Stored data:
//! Known OBD-II metric fields and how each one is rendered.

use std::fmt;

/// A metric field the dashboard has a display slot for.
///
/// Field names match the JSON keys the sender emits.
#[derive(Debug, Clone, Copy, PartialEq, Eq, Hash, PartialOrd, Ord)]
pub enum MetricName {
    Rpm,
    Speed,
    CoolantTemp,
    EngineLoad,
    FuelLevel,
    ThrottlePos,
    MafAirFlow,
    Mpg,
    BatteryVoltage,
    Soc,
    Acceleration,
    TripDistance,
    IdlingTime,
    Dtc,
    IgnitionState,
}

/// How a field's value is interpreted before display.
#[derive(Debug, Clone, Copy, PartialEq, Eq)]
pub enum FieldKind {
    /// Fixed-point number with the given fractional digits
    Gauge { decimals: usize },
    /// Elapsed seconds shown as `HH:MM:SS`
    Duration,
    /// Diagnostic trouble code
    TroubleCode,
    /// Off/On/Running label
    Ignition,
}

impl MetricName {
    /// Every known metric in display order.
    pub const ALL: [MetricName; 15] = [
        MetricName::Rpm,
        MetricName::Speed,
        MetricName::CoolantTemp,
        MetricName::EngineLoad,
        MetricName::FuelLevel,
        MetricName::ThrottlePos,
        MetricName::MafAirFlow,
        MetricName::Mpg,
        MetricName::BatteryVoltage,
        MetricName::Soc,
        MetricName::Acceleration,
        MetricName::TripDistance,
        MetricName::IdlingTime,
        MetricName::Dtc,
        MetricName::IgnitionState,
    ];

    /// JSON key (and page element id) for this metric.
    pub fn key(&self) -> &'static str {
        match self {
            MetricName::Rpm => "rpm",
            MetricName::Speed => "speed",
            MetricName::CoolantTemp => "coolantTemp",
            MetricName::EngineLoad => "engineLoad",
            MetricName::FuelLevel => "fuelLevel",
            MetricName::ThrottlePos => "throttlePos",
            MetricName::MafAirFlow => "mafAirFlow",
            MetricName::Mpg => "mpg",
            MetricName::BatteryVoltage => "batteryVoltage",
            MetricName::Soc => "soc",
            MetricName::Acceleration => "acceleration",
            MetricName::TripDistance => "tripDistance",
            MetricName::IdlingTime => "idlingTime",
            MetricName::Dtc => "dtc",
            MetricName::IgnitionState => "ignitionState",
        }
    }

    /// Look up a metric by its JSON key. Unknown keys return `None`.
    pub fn from_key(key: &str) -> Option<Self> {
        Self::ALL.iter().copied().find(|name| name.key() == key)
    }

    pub fn kind(&self) -> FieldKind {
        match self {
            MetricName::Acceleration | MetricName::TripDistance => {
                FieldKind::Gauge { decimals: 2 }
            }
            MetricName::IdlingTime => FieldKind::Duration,
            MetricName::Dtc => FieldKind::TroubleCode,
            MetricName::IgnitionState => FieldKind::Ignition,
            _ => FieldKind::Gauge { decimals: 1 },
        }
    }

    /// Human-readable card title.
    pub fn label(&self) -> &'static str {
        match self {
            MetricName::Rpm => "Engine RPM",
            MetricName::Speed => "Speed",
            MetricName::CoolantTemp => "Coolant Temp",
            MetricName::EngineLoad => "Engine Load",
            MetricName::FuelLevel => "Fuel Level",
            MetricName::ThrottlePos => "Throttle",
            MetricName::MafAirFlow => "MAF Air Flow",
            MetricName::Mpg => "Fuel Economy",
            MetricName::BatteryVoltage => "Battery",
            MetricName::Soc => "State of Charge",
            MetricName::Acceleration => "Acceleration",
            MetricName::TripDistance => "Trip Distance",
            MetricName::IdlingTime => "Idling Time",
            MetricName::Dtc => "Trouble Codes",
            MetricName::IgnitionState => "Ignition",
        }
    }

    /// Unit suffix, empty for unitless fields.
    pub fn unit(&self) -> &'static str {
        match self {
            MetricName::Rpm => "rpm",
            MetricName::Speed => "km/h",
            MetricName::CoolantTemp => "°C",
            MetricName::EngineLoad
            | MetricName::FuelLevel
            | MetricName::ThrottlePos
            | MetricName::Soc => "%",
            MetricName::MafAirFlow => "g/s",
            MetricName::Mpg => "mpg",
            MetricName::BatteryVoltage => "V",
            MetricName::Acceleration => "m/s²",
            MetricName::TripDistance => "km",
            MetricName::IdlingTime | MetricName::Dtc | MetricName::IgnitionState => "",
        }
    }
}

impl fmt::Display for MetricName {
    fn fmt(&self, f: &mut fmt::Formatter<'_>) -> fmt::Result {
        f.write_str(self.key())
    }
}
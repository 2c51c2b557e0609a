use clap::Parser;
use demo_feed::{run_server, FeedArgs};
use tracing::info;

#[derive(Parser, Debug)]
#[command(author, version, about = "Simulated OBD-II and camera feed for the dashboard")]
struct Args {
    #[command(flatten)]
    feed: FeedArgs,
}

#[tokio::main]
async fn main() -> anyhow::Result<()> {
    tracing_subscriber::fmt::init();

    let args = Args::parse();

    info!("Starting demo feed in {:?} mode", args.feed.mode);
    if args.feed.dropout_every > 0 {
        info!("  adapter dropout every {} ticks", args.feed.dropout_every);
    }

    run_server(args.feed).await
}
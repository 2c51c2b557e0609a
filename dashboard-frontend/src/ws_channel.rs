//! Push-only WebSocket channels.
//!
//! Opens a socket, forwards its lifecycle and text frames to a Yew callback,
//! and hands back an [`AbortHandle`]. Aborting drops the socket, which closes
//! it, and guarantees no further events are emitted for that channel.

use futures_util::future::{AbortHandle, Abortable};
use futures_util::StreamExt;
use gloo_net::websocket::{futures::WebSocket, Message, WebSocketError};
use wasm_bindgen_futures::spawn_local;
use yew::Callback;

use dashboard_shared::{DashboardError, PageOrigin};

/// Lifecycle and data events from one channel.
#[derive(Debug, Clone, PartialEq)]
pub enum ChannelEvent {
    /// Socket constructed and connecting/open
    Opened,
    /// Text frame received
    Text(String),
    /// Remote side closed the socket
    Closed,
    /// Socket errored; no further events follow
    Error(String),
    /// Socket could not be constructed
    Failed(String),
}

/// Open a channel and stream its events to `on_event`.
pub fn open_channel(url: &str, on_event: Callback<ChannelEvent>) -> AbortHandle {
    let (handle, registration) = AbortHandle::new_pair();
    let url = url.to_string();

    spawn_local(async move {
        let _ = Abortable::new(run_channel(url, on_event), registration).await;
    });

    handle
}

async fn run_channel(url: String, on_event: Callback<ChannelEvent>) {
    let mut ws = match WebSocket::open(&url) {
        Ok(ws) => ws,
        Err(e) => {
            let error = DashboardError::Connection(format!("{e:?}"));
            log::warn!("failed to open {url}: {error}");
            on_event.emit(ChannelEvent::Failed(error.to_string()));
            return;
        }
    };

    log::debug!("opened {url}");
    on_event.emit(ChannelEvent::Opened);

    while let Some(msg) = ws.next().await {
        match msg {
            Ok(Message::Text(text)) => on_event.emit(ChannelEvent::Text(text)),
            Ok(Message::Bytes(data)) => {
                // Senders only push JSON text
                log::debug!("{url}: ignoring {} byte binary frame", data.len());
            }
            Err(WebSocketError::ConnectionClose(event)) => {
                log::debug!("{url}: closed with code {}", event.code);
                break;
            }
            Err(e) => {
                on_event.emit(ChannelEvent::Error(format!("{e:?}")));
                return;
            }
        }
    }

    on_event.emit(ChannelEvent::Closed);
}

/// Origin of the current page, for resolving relative endpoints.
pub fn page_origin() -> PageOrigin {
    let Some(window) = web_sys::window() else {
        return PageOrigin::new("http:", "");
    };
    let location = window.location();
    let protocol = location.protocol().unwrap_or_else(|_| "http:".to_string());
    let host = location.host().unwrap_or_default();
    PageOrigin::new(&protocol, &host)
}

*REQUIREMENT*. The line containing "Diagnostic trouble code" marks the end. Please print exactly every line from the top of the data to it, both included, and nothing more.

*RESULT BELOW*.
//! Known OBD-II metric fields and how each one is rendered.

use std::fmt;

/// A metric field the dashboard has a display slot for.
///
/// Field names match the JSON keys the sender emits.
#[derive(Debug, Clone, Copy, PartialEq, Eq, Hash, PartialOrd, Ord)]
pub enum MetricName {
    Rpm,
    Speed,
    CoolantTemp,
    EngineLoad,
    FuelLevel,
    ThrottlePos,
    MafAirFlow,
    Mpg,
    BatteryVoltage,
    Soc,
    Acceleration,
    TripDistance,
    IdlingTime,
    Dtc,
    IgnitionState,
}

/// How a field's value is interpreted before display.
#[derive(Debug, Clone, Copy, PartialEq, Eq)]
pub enum FieldKind {
    /// Fixed-point number with the given fractional digits
    Gauge { decimals: usize },
    /// Elapsed seconds shown as `HH:MM:SS`
    Duration,
    /// Diagnostic trouble code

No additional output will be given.